⟨

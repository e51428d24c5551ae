//! Repair presets embedded in the library.

use crate::Preset;

/// Identifiers of the factory presets, in listing order.
pub static FACTORY_PRESET_NAMES: &[&str] = &[
    "voice_cleanup",
    "hum_50hz",
    "hum_60hz",
    "declick",
    "podcast",
    "master",
];

static FACTORY_PRESETS_TOML: &[(&str, &str)] = &[
    ("voice_cleanup", VOICE_CLEANUP_PRESET),
    ("hum_50hz", HUM_50HZ_PRESET),
    ("hum_60hz", HUM_60HZ_PRESET),
    ("declick", DECLICK_PRESET),
    ("podcast", PODCAST_PRESET),
    ("master", MASTER_PRESET),
];

const VOICE_CLEANUP_PRESET: &str = r#"
name = "Voice Cleanup"
description = "Gate, declick, hum removal, gentle compression"

[[steps]]
type = "gate"
[steps.params]
threshold = "-45dB"
release = "150ms"

[[steps]]
type = "declick"

[[steps]]
type = "dehum"
[steps.params]
frequency = "60Hz"

[[steps]]
type = "compress"
[steps.params]
threshold = "-18dB"
ratio = "3"

[[steps]]
type = "normalize"
[steps.params]
target = "-3dB"
"#;

const HUM_50HZ_PRESET: &str = r#"
name = "Hum 50 Hz"
description = "Notch out 50 Hz mains hum"

[[steps]]
type = "dehum"
[steps.params]
frequency = "50Hz"
bandwidth = "10Hz"
"#;

const HUM_60HZ_PRESET: &str = r#"
name = "Hum 60 Hz"
description = "Notch out 60 Hz mains hum"

[[steps]]
type = "dehum"
[steps.params]
frequency = "60Hz"
bandwidth = "10Hz"
"#;

const DECLICK_PRESET: &str = r#"
name = "Declick"
description = "Remove clicks and pops from vinyl or digital glitches"

[[steps]]
type = "declick"
[steps.params]
threshold = "0.3"
window = "5"
"#;

const PODCAST_PRESET: &str = r#"
name = "Podcast"
description = "Speech leveling with hum removal and short fades"

[[steps]]
type = "gate"
[steps.params]
threshold = "-50dB"
release = "250ms"

[[steps]]
type = "dehum"
bypassed = true
[steps.params]
frequency = "50Hz"

[[steps]]
type = "compress"
[steps.params]
threshold = "-24dB"
ratio = "4"
attack = "10ms"
release = "200ms"
makeup = "6dB"

[[steps]]
type = "normalize"
[steps.params]
target = "-1dB"

[[steps]]
type = "fade"
[steps.params]
in = "20ms"
out = "50ms"
"#;

const MASTER_PRESET: &str = r#"
name = "Master"
description = "Light compression and peak normalization"

[[steps]]
type = "compress"
[steps.params]
threshold = "-12dB"
ratio = "2"
knee = "6dB"

[[steps]]
type = "normalize"
[steps.params]
target = "-1dB"
"#;

/// All factory presets.
///
/// ```rust
/// use reparo_config::factory_presets;
///
/// for preset in factory_presets() {
///     println!("{}: {}", preset.name, preset.description.as_deref().unwrap_or(""));
/// }
/// ```
pub fn factory_presets() -> Vec<Preset> {
    FACTORY_PRESETS_TOML
        .iter()
        .filter_map(|(_, toml)| Preset::from_toml(toml).ok())
        .collect()
}

/// Factory preset by identifier or display name, ignoring case.
///
/// ```rust
/// use reparo_config::get_factory_preset;
///
/// assert!(get_factory_preset("hum_50hz").is_some());
/// assert!(get_factory_preset("Voice Cleanup").is_some());
/// assert!(get_factory_preset("reverb").is_none());
/// ```
pub fn get_factory_preset(name: &str) -> Option<Preset> {
    let wanted = name.to_lowercase();

    if let Some((_, toml)) = FACTORY_PRESETS_TOML.iter().find(|(id, _)| *id == wanted) {
        return Preset::from_toml(toml).ok();
    }

    factory_presets()
        .into_iter()
        .find(|preset| preset.name.to_lowercase() == wanted)
}

/// Identifiers of the factory presets.
pub fn factory_preset_names() -> &'static [&'static str] {
    FACTORY_PRESET_NAMES
}

/// True when `name` resolves to a factory preset.
pub fn is_factory_preset(name: &str) -> bool {
    get_factory_preset(name).is_some()
}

⟩

Retype the data precisely.

repository e51428d24c5551ae
//! Repair presets embedded in the library.

use crate::Preset;

/// Identifiers of the factory presets, in listing order.
pub static FACTORY_PRESET_NAMES: &[&str] = &[
    "voice_cleanup",
    "hum_50hz",
    "hum_60hz",
    "declick",
    "podcast",
    "master",
];

static FACTORY_PRESETS_TOML: &[(&str, &str)] = &[
    ("voice_cleanup", VOICE_CLEANUP_PRESET),
    ("hum_50hz", HUM_50HZ_PRESET),
    ("hum_60hz", HUM_60HZ_PRESET),
    ("declick", DECLICK_PRESET),
    ("podcast", PODCAST_PRESET),
    ("master", MASTER_PRESET),
];

const VOICE_CLEANUP_PRESET: &str = r#"
name = "Voice Cleanup"
description = "Gate, declick, hum removal, gentle compression"

[[steps]]
type = "gate"
[steps.params]
threshold = "-45dB"
release = "150ms"

[[steps]]
type = "declick"

[[steps]]
type = "dehum"
[steps.params]
frequency = "60Hz"

[[steps]]
type = "compress"
[steps.params]
threshold = "-18dB"
ratio = "3"

[[steps]]
type = "normalize"
[steps.params]
target = "-3dB"
"#;

const HUM_50HZ_PRESET: &str = r#"
name = "Hum 50 Hz"
description = "Notch out 50 Hz mains hum"

[[steps]]
type = "dehum"
[steps.params]
frequency = "50Hz"
bandwidth = "10Hz"
"#;

const HUM_60HZ_PRESET: &str = r#"
name = "Hum 60 Hz"
description = "Notch out 60 Hz mains hum"

[[steps]]
type = "dehum"
[steps.params]
frequency = "60Hz"
bandwidth = "10Hz"
"#;

const DECLICK_PRESET: &str = r#"
name = "Declick"
description = "Remove clicks and pops from vinyl or digital glitches"

[[steps]]
type = "declick"
[steps.params]
threshold = "0.3"
window = "5"
"#;

const PODCAST_PRESET: &str = r#"
name = "Podcast"
description = "Speech leveling with hum removal and short fades"

[[steps]]
type = "gate"
[steps.params]
threshold = "-50dB"
release = "250ms"

[[steps]]
type = "dehum"
bypassed = true
[steps.params]
frequency = "50Hz"

[[steps]]
type = "compress"
[steps.params]
threshold = "-24dB"
ratio = "4"
attack = "10ms"
release = "200ms"
makeup = "6dB"

[[steps]]
type = "normalize"
[steps.params]
target = "-1dB"

[[steps]]
type = "fade"
[steps.params]
in = "20ms"
out = "50ms"
"#;

const MASTER_PRESET: &str = r#"
name = "Master"
description = "Light compression and peak normalization"

[[steps]]
type = "compress"
[steps.params]
threshold = "-12dB"
ratio = "2"
knee = "6dB"

[[steps]]
type = "normalize"
[steps.params]
target = "-1dB"
"#;

/// All factory presets.
///
/// ```rust
/// use reparo_config::factory_presets;
///
/// for preset in factory_presets() {
///     println!("{}: {}", preset.name, preset.description.as_deref().unwrap_or(""));
/// }
/// ```
pub fn factory_presets() -> Vec<Preset> {
    FACTORY_PRESETS_TOML
        .iter()
        .filter_map(|(_, toml)| Preset::from_toml(toml).ok())
        .collect()
}

/// Factory preset by identifier or display name, ignoring case.
///
/// ```rust
/// use reparo_config::get_factory_preset;
///
/// assert!(get_factory_preset("hum_50hz").is_some());
/// assert!(get_factory_preset("Voice Cleanup").is_some());
/// assert!(get_factory_preset("reverb").is_none());
/// ```
pub fn get_factory_preset(name: &str) -> Option<Preset> {
    let wanted = name.to_lowercase();

    if let Some((_, toml)) = FACTORY_PRESETS_TOML.iter().find(|(id, _)| *id == wanted) {
        return Preset::from_toml(toml).ok();
    }

    factory_presets()
        .into_iter()
        .find(|preset| preset.name.to_lowercase() == wanted)
}

/// Identifiers of the factory presets.
pub fn factory_preset_names() -> &'static [&'static str] {
    FACTORY_PRESET_NAMES
}

/// True when `name` resolves to a factory preset.
pub fn is_factory_preset(name: &str) -> bool {
    get_factory_preset(name).is_some()
}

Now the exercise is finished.